• [RECORDS FOR THIS TASK]:
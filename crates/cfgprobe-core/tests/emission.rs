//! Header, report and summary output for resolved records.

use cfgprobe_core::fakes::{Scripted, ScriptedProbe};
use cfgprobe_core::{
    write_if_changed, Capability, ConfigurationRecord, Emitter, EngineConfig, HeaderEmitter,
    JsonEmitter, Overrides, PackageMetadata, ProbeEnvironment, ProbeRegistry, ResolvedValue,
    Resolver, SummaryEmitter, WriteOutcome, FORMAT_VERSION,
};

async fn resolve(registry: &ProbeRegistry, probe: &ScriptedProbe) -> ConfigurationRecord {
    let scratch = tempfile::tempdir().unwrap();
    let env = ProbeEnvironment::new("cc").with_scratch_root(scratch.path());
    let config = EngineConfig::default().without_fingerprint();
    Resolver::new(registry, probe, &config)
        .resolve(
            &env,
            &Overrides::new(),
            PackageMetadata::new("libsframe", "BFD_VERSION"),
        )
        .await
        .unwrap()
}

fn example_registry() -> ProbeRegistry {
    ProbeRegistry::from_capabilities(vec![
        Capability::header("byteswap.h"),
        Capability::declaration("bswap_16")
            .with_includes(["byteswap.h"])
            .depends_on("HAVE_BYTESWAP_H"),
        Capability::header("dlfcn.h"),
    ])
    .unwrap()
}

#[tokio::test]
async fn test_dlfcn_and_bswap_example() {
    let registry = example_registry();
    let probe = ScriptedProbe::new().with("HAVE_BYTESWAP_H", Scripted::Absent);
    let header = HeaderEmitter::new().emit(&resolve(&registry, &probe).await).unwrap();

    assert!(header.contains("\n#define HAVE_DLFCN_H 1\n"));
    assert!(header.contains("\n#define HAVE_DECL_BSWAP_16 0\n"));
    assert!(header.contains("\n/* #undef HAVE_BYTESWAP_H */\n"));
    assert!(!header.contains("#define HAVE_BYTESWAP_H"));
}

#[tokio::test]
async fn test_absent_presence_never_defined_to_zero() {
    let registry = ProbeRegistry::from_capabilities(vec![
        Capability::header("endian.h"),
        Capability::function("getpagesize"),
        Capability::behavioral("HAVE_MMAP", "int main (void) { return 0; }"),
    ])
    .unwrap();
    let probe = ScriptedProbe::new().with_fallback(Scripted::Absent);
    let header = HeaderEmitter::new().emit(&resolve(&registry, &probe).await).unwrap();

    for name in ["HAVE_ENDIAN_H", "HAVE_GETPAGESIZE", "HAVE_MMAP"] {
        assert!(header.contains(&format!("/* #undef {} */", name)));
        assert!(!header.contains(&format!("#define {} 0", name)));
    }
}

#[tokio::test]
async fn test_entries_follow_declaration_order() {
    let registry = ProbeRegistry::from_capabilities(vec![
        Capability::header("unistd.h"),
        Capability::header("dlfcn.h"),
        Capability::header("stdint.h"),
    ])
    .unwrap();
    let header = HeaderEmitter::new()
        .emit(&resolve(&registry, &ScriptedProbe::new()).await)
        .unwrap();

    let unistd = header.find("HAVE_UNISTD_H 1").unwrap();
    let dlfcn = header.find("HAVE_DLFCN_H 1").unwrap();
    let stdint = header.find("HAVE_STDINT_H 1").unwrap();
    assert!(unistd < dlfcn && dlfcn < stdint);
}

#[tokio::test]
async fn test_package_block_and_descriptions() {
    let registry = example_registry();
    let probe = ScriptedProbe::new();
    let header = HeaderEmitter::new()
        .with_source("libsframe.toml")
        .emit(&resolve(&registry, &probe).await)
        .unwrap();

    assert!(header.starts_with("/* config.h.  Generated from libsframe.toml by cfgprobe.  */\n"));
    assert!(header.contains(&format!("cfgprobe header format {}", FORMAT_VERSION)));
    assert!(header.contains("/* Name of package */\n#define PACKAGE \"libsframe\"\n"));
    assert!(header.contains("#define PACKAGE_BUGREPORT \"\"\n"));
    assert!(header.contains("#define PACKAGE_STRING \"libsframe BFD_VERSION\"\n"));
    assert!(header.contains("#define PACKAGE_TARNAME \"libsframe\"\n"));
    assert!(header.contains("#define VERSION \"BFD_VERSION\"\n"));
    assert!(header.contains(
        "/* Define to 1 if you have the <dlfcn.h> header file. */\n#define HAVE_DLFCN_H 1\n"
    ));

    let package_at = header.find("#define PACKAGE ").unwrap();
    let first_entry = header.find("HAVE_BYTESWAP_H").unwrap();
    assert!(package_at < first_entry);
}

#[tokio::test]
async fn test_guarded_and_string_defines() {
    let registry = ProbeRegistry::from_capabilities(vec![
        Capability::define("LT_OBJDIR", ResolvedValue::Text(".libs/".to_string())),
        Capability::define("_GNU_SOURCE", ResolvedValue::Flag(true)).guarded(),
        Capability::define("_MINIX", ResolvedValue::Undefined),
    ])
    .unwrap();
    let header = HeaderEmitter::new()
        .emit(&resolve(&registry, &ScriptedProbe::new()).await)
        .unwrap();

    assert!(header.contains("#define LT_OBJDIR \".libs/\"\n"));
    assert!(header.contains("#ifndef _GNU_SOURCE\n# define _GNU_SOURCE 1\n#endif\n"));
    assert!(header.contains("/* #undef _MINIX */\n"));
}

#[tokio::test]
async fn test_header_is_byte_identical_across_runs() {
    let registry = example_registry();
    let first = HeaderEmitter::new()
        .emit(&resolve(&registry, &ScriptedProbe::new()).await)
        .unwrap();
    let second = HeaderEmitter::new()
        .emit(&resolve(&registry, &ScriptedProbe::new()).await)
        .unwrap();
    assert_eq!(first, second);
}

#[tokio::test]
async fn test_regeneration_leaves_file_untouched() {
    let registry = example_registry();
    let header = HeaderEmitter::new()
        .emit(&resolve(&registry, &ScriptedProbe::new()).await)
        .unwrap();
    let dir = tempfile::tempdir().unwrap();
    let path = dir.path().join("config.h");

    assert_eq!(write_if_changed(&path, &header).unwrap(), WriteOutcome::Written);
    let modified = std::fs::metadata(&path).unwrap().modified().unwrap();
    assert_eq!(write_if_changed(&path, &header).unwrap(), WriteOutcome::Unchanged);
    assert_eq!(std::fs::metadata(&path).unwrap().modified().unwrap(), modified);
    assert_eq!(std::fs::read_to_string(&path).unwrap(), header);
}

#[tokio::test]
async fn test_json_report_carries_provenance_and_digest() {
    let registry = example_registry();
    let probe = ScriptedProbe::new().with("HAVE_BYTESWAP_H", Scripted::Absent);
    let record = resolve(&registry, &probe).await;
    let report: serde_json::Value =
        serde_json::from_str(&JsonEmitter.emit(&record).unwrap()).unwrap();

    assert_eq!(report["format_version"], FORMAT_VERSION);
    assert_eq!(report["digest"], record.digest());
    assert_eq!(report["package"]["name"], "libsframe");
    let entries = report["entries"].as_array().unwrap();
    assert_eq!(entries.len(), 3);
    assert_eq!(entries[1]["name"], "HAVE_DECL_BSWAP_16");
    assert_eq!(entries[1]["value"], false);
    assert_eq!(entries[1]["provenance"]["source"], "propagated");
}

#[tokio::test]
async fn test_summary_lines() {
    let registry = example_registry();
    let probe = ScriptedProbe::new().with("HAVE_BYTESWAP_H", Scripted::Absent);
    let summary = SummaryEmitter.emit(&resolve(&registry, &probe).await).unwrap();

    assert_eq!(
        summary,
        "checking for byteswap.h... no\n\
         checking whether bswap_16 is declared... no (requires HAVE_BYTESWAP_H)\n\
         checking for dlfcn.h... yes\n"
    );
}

• [TASK STATEMENT]: Every record above needs to be given again exactly.

• [RESPONSE]:
filename crates/cfgprobe-core/tests/emission.rs
//! Header, report and summary output for resolved records.

use cfgprobe_core::fakes::{Scripted, ScriptedProbe};
use cfgprobe_core::{
    write_if_changed, Capability, ConfigurationRecord, Emitter, EngineConfig, HeaderEmitter,
    JsonEmitter, Overrides, PackageMetadata, ProbeEnvironment, ProbeRegistry, ResolvedValue,
    Resolver, SummaryEmitter, WriteOutcome, FORMAT_VERSION,
};

async fn resolve(registry: &ProbeRegistry, probe: &ScriptedProbe) -> ConfigurationRecord {
    let scratch = tempfile::tempdir().unwrap();
    let env = ProbeEnvironment::new("cc").with_scratch_root(scratch.path());
    let config = EngineConfig::default().without_fingerprint();
    Resolver::new(registry, probe, &config)
        .resolve(
            &env,
            &Overrides::new(),
            PackageMetadata::new("libsframe", "BFD_VERSION"),
        )
        .await
        .unwrap()
}

fn example_registry() -> ProbeRegistry {
    ProbeRegistry::from_capabilities(vec![
        Capability::header("byteswap.h"),
        Capability::declaration("bswap_16")
            .with_includes(["byteswap.h"])
            .depends_on("HAVE_BYTESWAP_H"),
        Capability::header("dlfcn.h"),
    ])
    .unwrap()
}

#[tokio::test]
async fn test_dlfcn_and_bswap_example() {
    let registry = example_registry();
    let probe = ScriptedProbe::new().with("HAVE_BYTESWAP_H", Scripted::Absent);
    let header = HeaderEmitter::new().emit(&resolve(&registry, &probe).await).unwrap();

    assert!(header.contains("\n#define HAVE_DLFCN_H 1\n"));
    assert!(header.contains("\n#define HAVE_DECL_BSWAP_16 0\n"));
    assert!(header.contains("\n/* #undef HAVE_BYTESWAP_H */\n"));
    assert!(!header.contains("#define HAVE_BYTESWAP_H"));
}

#[tokio::test]
async fn test_absent_presence_never_defined_to_zero() {
    let registry = ProbeRegistry::from_capabilities(vec![
        Capability::header("endian.h"),
        Capability::function("getpagesize"),
        Capability::behavioral("HAVE_MMAP", "int main (void) { return 0; }"),
    ])
    .unwrap();
    let probe = ScriptedProbe::new().with_fallback(Scripted::Absent);
    let header = HeaderEmitter::new().emit(&resolve(&registry, &probe).await).unwrap();

    for name in ["HAVE_ENDIAN_H", "HAVE_GETPAGESIZE", "HAVE_MMAP"] {
        assert!(header.contains(&format!("/* #undef {} */", name)));
        assert!(!header.contains(&format!("#define {} 0", name)));
    }
}

#[tokio::test]
async fn test_entries_follow_declaration_order() {
    let registry = ProbeRegistry::from_capabilities(vec![
        Capability::header("unistd.h"),
        Capability::header("dlfcn.h"),
        Capability::header("stdint.h"),
    ])
    .unwrap();
    let header = HeaderEmitter::new()
        .emit(&resolve(&registry, &ScriptedProbe::new()).await)
        .unwrap();

    let unistd = header.find("HAVE_UNISTD_H 1").unwrap();
    let dlfcn = header.find("HAVE_DLFCN_H 1").unwrap();
    let stdint = header.find("HAVE_STDINT_H 1").unwrap();
    assert!(unistd < dlfcn && dlfcn < stdint);
}

#[tokio::test]
async fn test_package_block_and_descriptions() {
    let registry = example_registry();
    let probe = ScriptedProbe::new();
    let header = HeaderEmitter::new()
        .with_source("libsframe.toml")
        .emit(&resolve(&registry, &probe).await)
        .unwrap();

    assert!(header.starts_with("/* config.h.  Generated from libsframe.toml by cfgprobe.  */\n"));
    assert!(header.contains(&format!("cfgprobe header format {}", FORMAT_VERSION)));
    assert!(header.contains("/* Name of package */\n#define PACKAGE \"libsframe\"\n"));
    assert!(header.contains("#define PACKAGE_BUGREPORT \"\"\n"));
    assert!(header.contains("#define PACKAGE_STRING \"libsframe BFD_VERSION\"\n"));
    assert!(header.contains("#define PACKAGE_TARNAME \"libsframe\"\n"));
    assert!(header.contains("#define VERSION \"BFD_VERSION\"\n"));
    assert!(header.contains(
        "/* Define to 1 if you have the <dlfcn.h> header file. */\n#define HAVE_DLFCN_H 1\n"
    ));

    let package_at = header.find("#define PACKAGE ").unwrap();
    let first_entry = header.find("HAVE_BYTESWAP_H").unwrap();
    assert!(package_at < first_entry);
}

#[tokio::test]
async fn test_guarded_and_string_defines() {
    let registry = ProbeRegistry::from_capabilities(vec![
        Capability::define("LT_OBJDIR", ResolvedValue::Text(".libs/".to_string())),
        Capability::define("_GNU_SOURCE", ResolvedValue::Flag(true)).guarded(),
        Capability::define("_MINIX", ResolvedValue::Undefined),
    ])
    .unwrap();
    let header = HeaderEmitter::new()
        .emit(&resolve(&registry, &ScriptedProbe::new()).await)
        .unwrap();

    assert!(header.contains("#define LT_OBJDIR \".libs/\"\n"));
    assert!(header.contains("#ifndef _GNU_SOURCE\n# define _GNU_SOURCE 1\n#endif\n"));
    assert!(header.contains("/* #undef _MINIX */\n"));
}

#[tokio::test]
async fn test_header_is_byte_identical_across_runs() {
    let registry = example_registry();
    let first = HeaderEmitter::new()
        .emit(&resolve(&registry, &ScriptedProbe::new()).await)
        .unwrap();
    let second = HeaderEmitter::new()
        .emit(&resolve(&registry, &ScriptedProbe::new()).await)
        .unwrap();
    assert_eq!(first, second);
}

#[tokio::test]
async fn test_regeneration_leaves_file_untouched() {
    let registry = example_registry();
    let header = HeaderEmitter::new()
        .emit(&resolve(&registry, &ScriptedProbe::new()).await)
        .unwrap();
    let dir = tempfile::tempdir().unwrap();
    let path = dir.path().join("config.h");

    assert_eq!(write_if_changed(&path, &header).unwrap(), WriteOutcome::Written);
    let modified = std::fs::metadata(&path).unwrap().modified().unwrap();
    assert_eq!(write_if_changed(&path, &header).unwrap(), WriteOutcome::Unchanged);
    assert_eq!(std::fs::metadata(&path).unwrap().modified().unwrap(), modified);
    assert_eq!(std::fs::read_to_string(&path).unwrap(), header);
}

#[tokio::test]
async fn test_json_report_carries_provenance_and_digest() {
    let registry = example_registry();
    let probe = ScriptedProbe::new().with("HAVE_BYTESWAP_H", Scripted::Absent);
    let record = resolve(&registry, &probe).await;
    let report: serde_json::Value =
        serde_json::from_str(&JsonEmitter.emit(&record).unwrap()).unwrap();

    assert_eq!(report["format_version"], FORMAT_VERSION);
    assert_eq!(report["digest"], record.digest());
    assert_eq!(report["package"]["name"], "libsframe");
    let entries = report["entries"].as_array().unwrap();
    assert_eq!(entries.len(), 3);
    assert_eq!(entries[1]["name"], "HAVE_DECL_BSWAP_16");
    assert_eq!(entries[1]["value"], false);
    assert_eq!(entries[1]["provenance"]["source"], "propagated");
}

#[tokio::test]
async fn test_summary_lines() {
    let registry = example_registry();
    let probe = ScriptedProbe::new().with("HAVE_BYTESWAP_H", Scripted::Absent);
    let summary = SummaryEmitter.emit(&resolve(&registry, &probe).await).unwrap();

    assert_eq!(
        summary,
        "checking for byteswap.h... no\n\
         checking whether bswap_16 is declared... no (requires HAVE_BYTESWAP_H)\n\
         checking for dlfcn.h... yes\n"
    );
}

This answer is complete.